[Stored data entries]
'''
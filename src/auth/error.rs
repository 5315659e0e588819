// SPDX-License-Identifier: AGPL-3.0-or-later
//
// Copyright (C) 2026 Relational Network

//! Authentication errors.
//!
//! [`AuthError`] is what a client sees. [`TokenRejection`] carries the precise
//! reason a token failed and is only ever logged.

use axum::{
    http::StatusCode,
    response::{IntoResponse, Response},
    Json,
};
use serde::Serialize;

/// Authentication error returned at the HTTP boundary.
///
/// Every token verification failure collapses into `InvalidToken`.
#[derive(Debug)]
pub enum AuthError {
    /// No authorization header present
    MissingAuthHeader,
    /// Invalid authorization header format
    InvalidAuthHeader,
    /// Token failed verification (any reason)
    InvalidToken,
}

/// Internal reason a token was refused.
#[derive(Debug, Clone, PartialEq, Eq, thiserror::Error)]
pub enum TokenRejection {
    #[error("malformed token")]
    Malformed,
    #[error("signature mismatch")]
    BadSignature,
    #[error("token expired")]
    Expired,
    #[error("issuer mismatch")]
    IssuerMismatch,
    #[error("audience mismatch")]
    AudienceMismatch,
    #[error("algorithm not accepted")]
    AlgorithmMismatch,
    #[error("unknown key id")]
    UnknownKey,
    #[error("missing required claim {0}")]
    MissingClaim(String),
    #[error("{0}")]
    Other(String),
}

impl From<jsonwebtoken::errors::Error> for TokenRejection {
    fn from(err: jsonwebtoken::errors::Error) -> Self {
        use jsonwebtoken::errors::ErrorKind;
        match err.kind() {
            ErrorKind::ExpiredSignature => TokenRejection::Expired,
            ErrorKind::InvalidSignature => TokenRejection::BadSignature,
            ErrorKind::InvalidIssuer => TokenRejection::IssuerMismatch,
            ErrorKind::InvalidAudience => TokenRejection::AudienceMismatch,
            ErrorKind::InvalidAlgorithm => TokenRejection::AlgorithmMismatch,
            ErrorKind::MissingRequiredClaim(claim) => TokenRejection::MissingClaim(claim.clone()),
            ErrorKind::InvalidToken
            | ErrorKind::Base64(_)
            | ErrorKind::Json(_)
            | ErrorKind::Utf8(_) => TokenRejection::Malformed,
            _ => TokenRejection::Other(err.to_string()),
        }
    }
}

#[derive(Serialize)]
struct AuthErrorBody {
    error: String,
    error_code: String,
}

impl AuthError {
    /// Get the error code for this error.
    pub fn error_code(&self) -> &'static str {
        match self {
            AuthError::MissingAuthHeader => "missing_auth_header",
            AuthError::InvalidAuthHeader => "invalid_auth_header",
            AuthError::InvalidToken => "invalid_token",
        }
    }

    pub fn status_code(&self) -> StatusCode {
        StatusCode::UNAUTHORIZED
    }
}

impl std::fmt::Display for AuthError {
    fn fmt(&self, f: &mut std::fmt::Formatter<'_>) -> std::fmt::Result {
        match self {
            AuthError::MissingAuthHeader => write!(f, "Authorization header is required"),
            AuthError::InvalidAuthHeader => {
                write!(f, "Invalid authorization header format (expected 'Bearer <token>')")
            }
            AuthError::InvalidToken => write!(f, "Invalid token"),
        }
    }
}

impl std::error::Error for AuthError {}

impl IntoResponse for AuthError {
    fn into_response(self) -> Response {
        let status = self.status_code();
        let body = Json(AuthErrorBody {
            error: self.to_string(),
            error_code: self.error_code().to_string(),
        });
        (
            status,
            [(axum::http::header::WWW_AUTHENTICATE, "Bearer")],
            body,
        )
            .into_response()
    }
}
'''
Scan the records above for the lines holding "token was refused." and "pub fn status_code(&self)". Transcribe those two and every line between them word for word, and no others.

/// Internal reason a token was refused.
#[derive(Debug, Clone, PartialEq, Eq, thiserror::Error)]
pub enum TokenRejection {
    #[error("malformed token")]
    Malformed,
    #[error("signature mismatch")]
    BadSignature,
    #[error("token expired")]
    Expired,
    #[error("issuer mismatch")]
    IssuerMismatch,
    #[error("audience mismatch")]
    AudienceMismatch,
    #[error("algorithm not accepted")]
    AlgorithmMismatch,
    #[error("unknown key id")]
    UnknownKey,
    #[error("missing required claim {0}")]
    MissingClaim(String),
    #[error("{0}")]
    Other(String),
}

impl From<jsonwebtoken::errors::Error> for TokenRejection {
    fn from(err: jsonwebtoken::errors::Error) -> Self {
        use jsonwebtoken::errors::ErrorKind;
        match err.kind() {
            ErrorKind::ExpiredSignature => TokenRejection::Expired,
            ErrorKind::InvalidSignature => TokenRejection::BadSignature,
            ErrorKind::InvalidIssuer => TokenRejection::IssuerMismatch,
            ErrorKind::InvalidAudience => TokenRejection::AudienceMismatch,
            ErrorKind::InvalidAlgorithm => TokenRejection::AlgorithmMismatch,
            ErrorKind::MissingRequiredClaim(claim) => TokenRejection::MissingClaim(claim.clone()),
            ErrorKind::InvalidToken
            | ErrorKind::Base64(_)
            | ErrorKind::Json(_)
            | ErrorKind::Utf8(_) => TokenRejection::Malformed,
            _ => TokenRejection::Other(err.to_string()),
        }
    }
}

#[derive(Serialize)]
struct AuthErrorBody {
    error: String,
    error_code: String,
}

impl AuthError {
    /// Get the error code for this error.
    pub fn error_code(&self) -> &'static str {
        match self {
            AuthError::MissingAuthHeader => "missing_auth_header",
            AuthError::InvalidAuthHeader => "invalid_auth_header",
            AuthError::InvalidToken => "invalid_token",
        }
    }

    pub fn status_code(&self) -> StatusCode {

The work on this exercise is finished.